[Collected data entries]:
//! Command implementations for the tabcompare CLI

use crate::backend::QueryBackend;
use crate::cli::{Commands, OutputFormat};
use crate::comparator::{ComparisonOptions, TableComparator};
use crate::config::{self, AppConfig, ComparisonConfig};
use crate::diff::exclude_columns;
use crate::duckdb_backend::DuckDbBackend;
use crate::error::{CompareError, Result};
use crate::output::JsonFormatter;
use crate::progress::ProgressReporter;
use crate::report::{ComparisonReport, ReportLog};
use crate::table::TableRef;
use std::path::{Path, PathBuf};

/// How a successful command ended
#[derive(Debug, Clone, Copy, PartialEq, Eq)]
pub enum CommandOutcome {
    Success,
    /// Differences were found and the caller asked for a failing exit
    MismatchesFound,
}

impl CommandOutcome {
    pub fn exit_code(self) -> i32 {
        match self {
            Self::Success => 0,
            Self::MismatchesFound => 2,
        }
    }
}

/// Command-line values that override the config file's comparison section
#[derive(Debug, Clone, Default)]
pub struct CompareOverrides {
    pub table_a: Option<String>,
    pub table_b: Option<String>,
    pub filter_a: Option<String>,
    pub filter_b: Option<String>,
    pub exclude: Vec<String>,
    pub no_columns: bool,
    pub distinct: bool,
    pub no_values: bool,
    pub sort_columns: bool,
    pub max_distinct_values: Option<usize>,
    pub log_dir: Option<PathBuf>,
    pub no_log_file: bool,
}

impl CompareOverrides {
    /// Flags only ever switch checks on or off relative to the config
    pub fn apply(self, mut config: ComparisonConfig) -> ComparisonConfig {
        if self.table_a.is_some() {
            config.table_a = self.table_a;
        }
        if self.table_b.is_some() {
            config.table_b = self.table_b;
        }
        if self.filter_a.is_some() {
            config.filter_a = self.filter_a;
        }
        if self.filter_b.is_some() {
            config.filter_b = self.filter_b;
        }
        for column in self.exclude {
            if !config.excluded_columns.contains(&column) {
                config.excluded_columns.push(column);
            }
        }
        if self.no_columns {
            config.checks.columns = false;
        }
        if self.distinct {
            config.checks.distinct_counts = true;
        }
        if self.no_values {
            config.checks.values = false;
        }
        if self.sort_columns {
            config.sort_common = true;
        }
        if let Some(max) = self.max_distinct_values {
            config.max_distinct_values = max;
        }
        if self.log_dir.is_some() {
            config.log_dir = self.log_dir;
        }
        if self.no_log_file {
            config.write_log_file = false;
        }
        config
    }
}

/// Execute a command
pub fn execute_command(command: Commands, config_path: Option<&Path>) -> Result<CommandOutcome> {
    match command {
        Commands::Init { force } => init_command(config_path, force),
        Commands::Compare {
            table_a,
            table_b,
            filter_a,
            filter_b,
            exclude,
            no_columns,
            distinct,
            no_values,
            sort_columns,
            max_distinct_values,
            log_dir,
            no_log_file,
            format,
            fail_on_mismatch,
        } => {
            let overrides = CompareOverrides {
                table_a,
                table_b,
                filter_a,
                filter_b,
                exclude,
                no_columns,
                distinct,
                no_values,
                sort_columns,
                max_distinct_values,
                log_dir,
                no_log_file,
            };
            compare_command(config_path, overrides, &format, fail_on_mismatch)
        }
        Commands::Columns { table, exclude } => columns_command(config_path, &table, exclude),
    }
}

/// Write a template config file
fn init_command(config_path: Option<&Path>, force: bool) -> Result<CommandOutcome> {
    let path = config_path.unwrap_or_else(|| Path::new(config::DEFAULT_CONFIG_FILE));
    AppConfig::write_template(path, force)?;

    println!("✅ Wrote config template: {}", path.display());
    println!("📁 Edit the connection and comparison sections, then run: tabcompare compare");
    Ok(CommandOutcome::Success)
}

/// Compare two tables and report every finding
fn compare_command(
    config_path: Option<&Path>,
    overrides: CompareOverrides,
    format: &str,
    fail_on_mismatch: bool,
) -> Result<CommandOutcome> {
    let format = OutputFormat::parse(format).map_err(CompareError::invalid_input)?;

    config::load_env_file()?;
    let app_config = AppConfig::load_or_default(config_path)?;
    let comparison = overrides.apply(app_config.comparison);
    let (table_a, table_b) = resolve_tables(&comparison)?;

    let backend = DuckDbBackend::open(&app_config.connection)?;
    let report = run_comparison(&backend, table_a, table_b, &comparison, format)?;
    backend.close()?;

    if format == OutputFormat::Json {
        println!("{}", JsonFormatter::format_report(&report)?);
    }

    if fail_on_mismatch && report.has_mismatches() {
        Ok(CommandOutcome::MismatchesFound)
    } else {
        Ok(CommandOutcome::Success)
    }
}

/// Run one comparison against any backend, writing the report log
pub fn run_comparison<B: QueryBackend>(
    backend: &B,
    table_a: TableRef,
    table_b: TableRef,
    comparison: &ComparisonConfig,
    format: OutputFormat,
) -> Result<ComparisonReport> {
    let log_dir = comparison
        .write_log_file
        .then(|| comparison.log_dir.clone().unwrap_or_else(|| PathBuf::from(".")));

    let console = format == OutputFormat::Pretty;
    let mut log = ReportLog::create(&table_a, &table_b, console, log_dir.as_deref())?;
    log.banner()?;

    let options = ComparisonOptions {
        excluded_columns: comparison.excluded_columns.clone(),
        checks: comparison.checks,
        sort_common: comparison.sort_common,
        value_limit: comparison.value_limit(),
    };
    let progress = if console {
        ProgressReporter::new()
    } else {
        ProgressReporter::new_minimal()
    };

    let report = TableComparator::new(backend, table_a, table_b, options)
        .with_progress(progress)
        .run(&mut log)?;

    if let Some(path) = log.finish()? {
        log::info!("Report written to {}", path.display());
    }
    Ok(report)
}

/// Print a table's columns after exclusions
fn columns_command(config_path: Option<&Path>, table: &str, exclude: Vec<String>) -> Result<CommandOutcome> {
    config::load_env_file()?;
    let app_config = AppConfig::load_or_default(config_path)?;
    let table = TableRef::parse(table)?;

    let mut excluded = app_config.comparison.excluded_columns;
    excluded.extend(exclude);

    let backend = DuckDbBackend::open(&app_config.connection)?;
    let columns = exclude_columns(backend.describe_columns(&table)?, &excluded);
    backend.close()?;

    if columns.is_empty() {
        println!("No columns left in {} after exclusions.", table.name());
        return Ok(CommandOutcome::Success);
    }

    println!("📋 Columns of {}:", table.name());
    for (i, column) in columns.iter().enumerate() {
        let prefix = if i == columns.len() - 1 { "└─" } else { "├─" };
        println!("{} {}", prefix, column);
    }
    Ok(CommandOutcome::Success)
}

fn resolve_tables(comparison: &ComparisonConfig) -> Result<(TableRef, TableRef)> {
    let name_a = comparison.table_a.as_deref().ok_or_else(|| {
        CompareError::config("No first table given (argument or comparison.table_a)")
    })?;
    let name_b = comparison.table_b.as_deref().ok_or_else(|| {
        CompareError::config("No second table given (argument or comparison.table_b)")
    })?;

    let table_a = TableRef::parse(name_a)?.with_filter(comparison.filter_a.as_deref());
    let table_b = TableRef::parse(name_b)?.with_filter(comparison.filter_b.as_deref());
    Ok((table_a, table_b))
}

[WORK ITEM]: Give the records again, unchanged and complete.

[RESPONSE AREA]:
//! Command implementations for the tabcompare CLI

use crate::backend::QueryBackend;
use crate::cli::{Commands, OutputFormat};
use crate::comparator::{ComparisonOptions, TableComparator};
use crate::config::{self, AppConfig, ComparisonConfig};
use crate::diff::exclude_columns;
use crate::duckdb_backend::DuckDbBackend;
use crate::error::{CompareError, Result};
use crate::output::JsonFormatter;
use crate::progress::ProgressReporter;
use crate::report::{ComparisonReport, ReportLog};
use crate::table::TableRef;
use std::path::{Path, PathBuf};

/// How a successful command ended
#[derive(Debug, Clone, Copy, PartialEq, Eq)]
pub enum CommandOutcome {
    Success,
    /// Differences were found and the caller asked for a failing exit
    MismatchesFound,
}

impl CommandOutcome {
    pub fn exit_code(self) -> i32 {
        match self {
            Self::Success => 0,
            Self::MismatchesFound => 2,
        }
    }
}

/// Command-line values that override the config file's comparison section
#[derive(Debug, Clone, Default)]
pub struct CompareOverrides {
    pub table_a: Option<String>,
    pub table_b: Option<String>,
    pub filter_a: Option<String>,
    pub filter_b: Option<String>,
    pub exclude: Vec<String>,
    pub no_columns: bool,
    pub distinct: bool,
    pub no_values: bool,
    pub sort_columns: bool,
    pub max_distinct_values: Option<usize>,
    pub log_dir: Option<PathBuf>,
    pub no_log_file: bool,
}

impl CompareOverrides {
    /// Flags only ever switch checks on or off relative to the config
    pub fn apply(self, mut config: ComparisonConfig) -> ComparisonConfig {
        if self.table_a.is_some() {
            config.table_a = self.table_a;
        }
        if self.table_b.is_some() {
            config.table_b = self.table_b;
        }
        if self.filter_a.is_some() {
            config.filter_a = self.filter_a;
        }
        if self.filter_b.is_some() {
            config.filter_b = self.filter_b;
        }
        for column in self.exclude {
            if !config.excluded_columns.contains(&column) {
                config.excluded_columns.push(column);
            }
        }
        if self.no_columns {
            config.checks.columns = false;
        }
        if self.distinct {
            config.checks.distinct_counts = true;
        }
        if self.no_values {
            config.checks.values = false;
        }
        if self.sort_columns {
            config.sort_common = true;
        }
        if let Some(max) = self.max_distinct_values {
            config.max_distinct_values = max;
        }
        if self.log_dir.is_some() {
            config.log_dir = self.log_dir;
        }
        if self.no_log_file {
            config.write_log_file = false;
        }
        config
    }
}

/// Execute a command
pub fn execute_command(command: Commands, config_path: Option<&Path>) -> Result<CommandOutcome> {
    match command {
        Commands::Init { force } => init_command(config_path, force),
        Commands::Compare {
            table_a,
            table_b,
            filter_a,
            filter_b,
            exclude,
            no_columns,
            distinct,
            no_values,
            sort_columns,
            max_distinct_values,
            log_dir,
            no_log_file,
            format,
            fail_on_mismatch,
        } => {
            let overrides = CompareOverrides {
                table_a,
                table_b,
                filter_a,
                filter_b,
                exclude,
                no_columns,
                distinct,
                no_values,
                sort_columns,
                max_distinct_values,
                log_dir,
                no_log_file,
            };
            compare_command(config_path, overrides, &format, fail_on_mismatch)
        }
        Commands::Columns { table, exclude } => columns_command(config_path, &table, exclude),
    }
}

/// Write a template config file
fn init_command(config_path: Option<&Path>, force: bool) -> Result<CommandOutcome> {
    let path = config_path.unwrap_or_else(|| Path::new(config::DEFAULT_CONFIG_FILE));
    AppConfig::write_template(path, force)?;

    println!("✅ Wrote config template: {}", path.display());
    println!("📁 Edit the connection and comparison sections, then run: tabcompare compare");
    Ok(CommandOutcome::Success)
}

/// Compare two tables and report every finding
fn compare_command(
    config_path: Option<&Path>,
    overrides: CompareOverrides,
    format: &str,
    fail_on_mismatch: bool,
) -> Result<CommandOutcome> {
    let format = OutputFormat::parse(format).map_err(CompareError::invalid_input)?;

    config::load_env_file()?;
    let app_config = AppConfig::load_or_default(config_path)?;
    let comparison = overrides.apply(app_config.comparison);
    let (table_a, table_b) = resolve_tables(&comparison)?;

    let backend = DuckDbBackend::open(&app_config.connection)?;
    let report = run_comparison(&backend, table_a, table_b, &comparison, format)?;
    backend.close()?;

    if format == OutputFormat::Json {
        println!("{}", JsonFormatter::format_report(&report)?);
    }

    if fail_on_mismatch && report.has_mismatches() {
        Ok(CommandOutcome::MismatchesFound)
    } else {
        Ok(CommandOutcome::Success)
    }
}

/// Run one comparison against any backend, writing the report log
pub fn run_comparison<B: QueryBackend>(
    backend: &B,
    table_a: TableRef,
    table_b: TableRef,
    comparison: &ComparisonConfig,
    format: OutputFormat,
) -> Result<ComparisonReport> {
    let log_dir = comparison
        .write_log_file
        .then(|| comparison.log_dir.clone().unwrap_or_else(|| PathBuf::from(".")));

    let console = format == OutputFormat::Pretty;
    let mut log = ReportLog::create(&table_a, &table_b, console, log_dir.as_deref())?;
    log.banner()?;

    let options = ComparisonOptions {
        excluded_columns: comparison.excluded_columns.clone(),
        checks: comparison.checks,
        sort_common: comparison.sort_common,
        value_limit: comparison.value_limit(),
    };
    let progress = if console {
        ProgressReporter::new()
    } else {
        ProgressReporter::new_minimal()
    };

    let report = TableComparator::new(backend, table_a, table_b, options)
        .with_progress(progress)
        .run(&mut log)?;

    if let Some(path) = log.finish()? {
        log::info!("Report written to {}", path.display());
    }
    Ok(report)
}

/// Print a table's columns after exclusions
fn columns_command(config_path: Option<&Path>, table: &str, exclude: Vec<String>) -> Result<CommandOutcome> {
    config::load_env_file()?;
    let app_config = AppConfig::load_or_default(config_path)?;
    let table = TableRef::parse(table)?;

    let mut excluded = app_config.comparison.excluded_columns;
    excluded.extend(exclude);

    let backend = DuckDbBackend::open(&app_config.connection)?;
    let columns = exclude_columns(backend.describe_columns(&table)?, &excluded);
    backend.close()?;

    if columns.is_empty() {
        println!("No columns left in {} after exclusions.", table.name());
        return Ok(CommandOutcome::Success);
    }

    println!("📋 Columns of {}:", table.name());
    for (i, column) in columns.iter().enumerate() {
        let prefix = if i == columns.len() - 1 { "└─" } else { "├─" };
        println!("{} {}", prefix, column);
    }
    Ok(CommandOutcome::Success)
}

fn resolve_tables(comparison: &ComparisonConfig) -> Result<(TableRef, TableRef)> {
    let name_a = comparison.table_a.as_deref().ok_or_else(|| {
        CompareError::config("No first table given (argument or comparison.table_a)")
    })?;
    let name_b = comparison.table_b.as_deref().ok_or_else(|| {
        CompareError::config("No second table given (argument or comparison.table_b)")
    })?;

    let table_a = TableRef::parse(name_a)?.with_filter(comparison.filter_a.as_deref());
    let table_b = TableRef::parse(name_b)?.with_filter(comparison.filter_b.as_deref());
    Ok((table_a, table_b))
}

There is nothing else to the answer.